Election and Removal of Directors

Directors are elected by a majority of votes cast (except that in a contested election directors are elected by a plurality of votes cast). The Board has the right to increase or decrease the size of the Board and to fill vacancies on the Board. Directors may be removed with or without cause with the approval of the holders of a majority of our outstanding common stock.

Bylaw Amendments

The Board is expressly authorized to make, alter or repeal any provision of our bylaws.
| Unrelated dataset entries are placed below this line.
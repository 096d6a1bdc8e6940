//! Pagination request and paginated result envelope.
//!
//! # Invariants
//! - `limit` is always positive.
//! - Offset and cursor pagination are mutually exclusive.

use super::record::Value;
use serde::Serialize;
use std::error::Error;
use std::fmt::{Display, Formatter};

pub const DEFAULT_ORDER_BY: &str = "id";

#[derive(Debug, Clone, PartialEq, Eq)]
pub enum PageError {
    ZeroLimit,
    OffsetWithCursor,
}

impl Display for PageError {
    fn fmt(&self, f: &mut Formatter<'_>) -> std::fmt::Result {
        match self {
            Self::ZeroLimit => write!(f, "page limit must be positive"),
            Self::OffsetWithCursor => {
                write!(f, "offset and cursor pagination cannot be combined")
            }
        }
    }
}

impl Error for PageError {}

/// Pagination and ordering request.
#[derive(Debug, Clone, PartialEq)]
pub struct PageOptions {
    limit: u32,
    offset: u32,
    order_by: String,
    ascending: bool,
    cursor: Option<Value>,
}

impl PageOptions {
    /// First page of `limit` rows ordered by `id` ascending.
    pub fn new(limit: u32) -> Result<Self, PageError> {
        if limit == 0 {
            return Err(PageError::ZeroLimit);
        }
        Ok(Self {
            limit,
            offset: 0,
            order_by: DEFAULT_ORDER_BY.to_string(),
            ascending: true,
            cursor: None,
        })
    }

    pub fn with_offset(mut self, offset: u32) -> Result<Self, PageError> {
        if self.cursor.is_some() && offset > 0 {
            return Err(PageError::OffsetWithCursor);
        }
        self.offset = offset;
        Ok(self)
    }

    pub fn order_by(mut self, column: impl Into<String>, ascending: bool) -> Self {
        self.order_by = column.into();
        self.ascending = ascending;
        self
    }

    /// Continues after the row whose `order_by` value is `cursor`.
    pub fn after(mut self, cursor: impl Into<Value>) -> Result<Self, PageError> {
        if self.offset > 0 {
            return Err(PageError::OffsetWithCursor);
        }
        self.cursor = Some(cursor.into());
        Ok(self)
    }

    pub fn limit(&self) -> u32 {
        self.limit
    }

    pub fn offset(&self) -> u32 {
        self.offset
    }

    pub fn order_column(&self) -> &str {
        self.order_by.as_str()
    }

    pub fn ascending(&self) -> bool {
        self.ascending
    }

    pub fn cursor(&self) -> Option<&Value> {
        self.cursor.as_ref()
    }

    /// Whether this request addresses the very first page of results.
    pub fn is_first_page(&self) -> bool {
        self.offset == 0 && self.cursor.is_none()
    }
}

/// One page of results.
///
/// `total` is the filtered row count irrespective of pagination.
#[derive(Debug, Clone, PartialEq, Serialize)]
pub struct Page<T> {
    pub items: Vec<T>,
    pub total: u64,
    pub limit: Option<u32>,
    pub offset: Option<u32>,
    /// Cursor for the following page when this page came back full.
    pub next_cursor: Option<Value>,
}

impl<T> Page<T> {
    pub fn len(&self) -> usize {
        self.items.len()
    }

    pub fn is_empty(&self) -> bool {
        self.items.is_empty()
    }

    pub fn map<U>(self, f: impl FnMut(T) -> U) -> Page<U> {
        Page {
            items: self.items.into_iter().map(f).collect(),
            total: self.total,
            limit: self.limit,
            offset: self.offset,
            next_cursor: self.next_cursor,
        }
    }
}
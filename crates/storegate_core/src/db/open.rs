//! Connection pool bootstrap for SQLite.
//!
//! # Responsibility
//! - Build file or in-memory connection pools from `ProviderConfig`.
//! - Configure connection pragmas required by gateway behavior.
//!
//! # Invariants
//! - Pooled connections have `foreign_keys=ON` and the configured busy timeout.
//! - File databases run in WAL mode so readers do not block the writer.
//! - In-memory pools hold exactly one connection that is never recycled.

use super::SqliteProvider;
use crate::config::ProviderConfig;
use crate::provider::{ProviderError, ProviderResult};
use log::{error, info};
use r2d2_sqlite::SqliteConnectionManager;
use rusqlite::Connection;
use std::time::{Duration, Instant};

/// Opens a pooled provider as described by `config`.
///
/// # Side effects
/// - Establishes every pooled connection eagerly.
/// - Emits `db_open` logging events with duration and status.
pub fn open_provider(config: &ProviderConfig) -> ProviderResult<SqliteProvider> {
    let started_at = Instant::now();
    let mode = if config.db_path.is_some() {
        "file"
    } else {
        "memory"
    };
    info!("event=db_open module=db status=start mode={mode}");

    match build_provider(config) {
        Ok(provider) => {
            info!(
                "event=db_open module=db status=ok mode={} pool_size={} isolation={} duration_ms={}",
                mode,
                provider.pool_size(),
                config.isolation.as_str(),
                started_at.elapsed().as_millis()
            );
            Ok(provider)
        }
        Err(err) => {
            error!(
                "event=db_open module=db status=error mode={} duration_ms={} error_code={} error={}",
                mode,
                started_at.elapsed().as_millis(),
                err.code(),
                err
            );
            Err(err)
        }
    }
}

/// Opens a private in-memory database with default settings.
pub fn open_provider_in_memory() -> ProviderResult<SqliteProvider> {
    open_provider(&ProviderConfig::in_memory())
}

fn build_provider(config: &ProviderConfig) -> ProviderResult<SqliteProvider> {
    let busy_timeout = config.busy_timeout();
    let manager = match &config.db_path {
        Some(path) => SqliteConnectionManager::file(path)
            .with_init(move |conn| bootstrap_connection(conn, busy_timeout, true)),
        None => SqliteConnectionManager::memory()
            .with_init(move |conn| bootstrap_connection(conn, busy_timeout, false)),
    };

    let pool = r2d2::Pool::builder()
        .max_size(config.effective_pool_size())
        .connection_timeout(config.connection_timeout())
        .idle_timeout(None)
        .max_lifetime(None)
        .build(manager)
        .map_err(ProviderError::from)?;

    Ok(SqliteProvider::new(pool, config.isolation))
}

fn bootstrap_connection(
    conn: &mut Connection,
    busy_timeout: Duration,
    write_ahead_log: bool,
) -> rusqlite::Result<()> {
    conn.execute_batch("PRAGMA foreign_keys = ON;")?;
    conn.busy_timeout(busy_timeout)?;
    if write_ahead_log {
        let _mode: String =
            conn.pragma_update_and_check(None, "journal_mode", "WAL", |row| row.get(0))?;
    }
    Ok(())
}
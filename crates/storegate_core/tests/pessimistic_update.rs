mod common;

use common::{items_schema, ITEMS_DDL};
use std::sync::Arc;
use std::thread;
use storegate_core::{
    open_provider, Gateway, GatewayError, ProviderConfig, Record, RequestContext, SqlGateway,
    Value,
};

const WRITERS: i64 = 8;

#[test]
fn concurrent_locked_increments_lose_no_update() {
    let dir = tempfile::tempdir().unwrap();
    let mut config = ProviderConfig::file(dir.path().join("counter.db")).with_pool_size(2);
    config.busy_timeout_ms = 30_000;

    let provider = Arc::new(open_provider(&config).unwrap());
    provider.apply_schema(ITEMS_DDL).unwrap();
    let gateway = SqlGateway::new(Arc::clone(&provider), items_schema());
    let ctx = RequestContext::anonymous();

    let created = gateway
        .add(&ctx, Record::new().with("t", "counter").with("counter", 10))
        .unwrap();
    let id = created.get("id").cloned().unwrap();

    thread::scope(|scope| {
        for _ in 0..WRITERS {
            scope.spawn(|| {
                let ctx = RequestContext::anonymous();
                gateway
                    .update_transactional(&ctx, &id, &mut |current| {
                        let value = current
                            .get("counter")
                            .and_then(Value::as_i64)
                            .unwrap_or_default();
                        Ok(Record::new().with("counter", value + 1))
                    })
                    .unwrap();
            });
        }
    });

    let stored = gateway.get(&ctx, &id).unwrap().unwrap();
    assert_eq!(stored.get("counter"), Some(&Value::from(10 + WRITERS)));
}

#[test]
fn missing_row_fails_before_mutator_runs() {
    let dir = tempfile::tempdir().unwrap();
    let provider = Arc::new(open_provider(&ProviderConfig::file(dir.path().join("m.db"))).unwrap());
    provider.apply_schema(ITEMS_DDL).unwrap();
    let gateway = SqlGateway::new(provider, items_schema());

    let mut calls = 0;
    let error = gateway
        .update_transactional(&RequestContext::anonymous(), &Value::from(42), &mut |_| {
            calls += 1;
            Ok(Record::new())
        })
        .unwrap_err();

    assert!(matches!(error, GatewayError::DoesNotExist { .. }));
    assert_eq!(calls, 0);
}

#[test]
fn mutator_error_rolls_back_the_lock_scope() {
    let dir = tempfile::tempdir().unwrap();
    let provider = Arc::new(open_provider(&ProviderConfig::file(dir.path().join("r.db"))).unwrap());
    provider.apply_schema(ITEMS_DDL).unwrap();
    let gateway = SqlGateway::new(provider, items_schema());
    let ctx = RequestContext::anonymous();

    let created = gateway
        .add(&ctx, Record::new().with("counter", 1))
        .unwrap();
    let id = created.get("id").cloned().unwrap();

    let error = gateway
        .update_transactional(&ctx, &id, &mut |_| {
            Err(GatewayError::Conflict("caller gave up".to_string()))
        })
        .unwrap_err();
    assert!(matches!(error, GatewayError::Conflict(_)));

    let stored = gateway.get(&ctx, &id).unwrap().unwrap();
    assert_eq!(stored.get("updated_at"), created.get("updated_at"));
}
Delaware General Corporation Law Section 203

We have expressly elected not to be governed by the provisions of Section 203 of the Delaware General Corporation Law, which is a Delaware statute that (if applicable) may serve to prevent or deter an unsolicited takeover of Odonate.

Exclusive Forum

Our certificate of incorporation provides that unless we select or consent in writing to the selection of an alternative forum, the Court of Chancery of the State of Delaware will be the exclusive forum for any claim, including a claim in the right of Odonate: (i) that is based on an actual or alleged violation of a duty by a current or former director, officer, employee or stockholder in such capacity; or (ii) as to which the Delaware General Corporation Law confers jurisdiction upon the Court of Chancery. Such exclusive forum provision does not apply to suits brought to enforce any liability or duty created by the Securities Act of 1933, as amended (the “Securities Act”) or the Securities Exchange Act of 1934 (the “Exchange Act”).

Transfer Agent and Registrar

American Stock Transfer & Trust Company, LLC serves as the transfer agent and registrar for our common stock.


Our common stock is traded on the Nasdaq Global Select Market under the symbol “ODT.”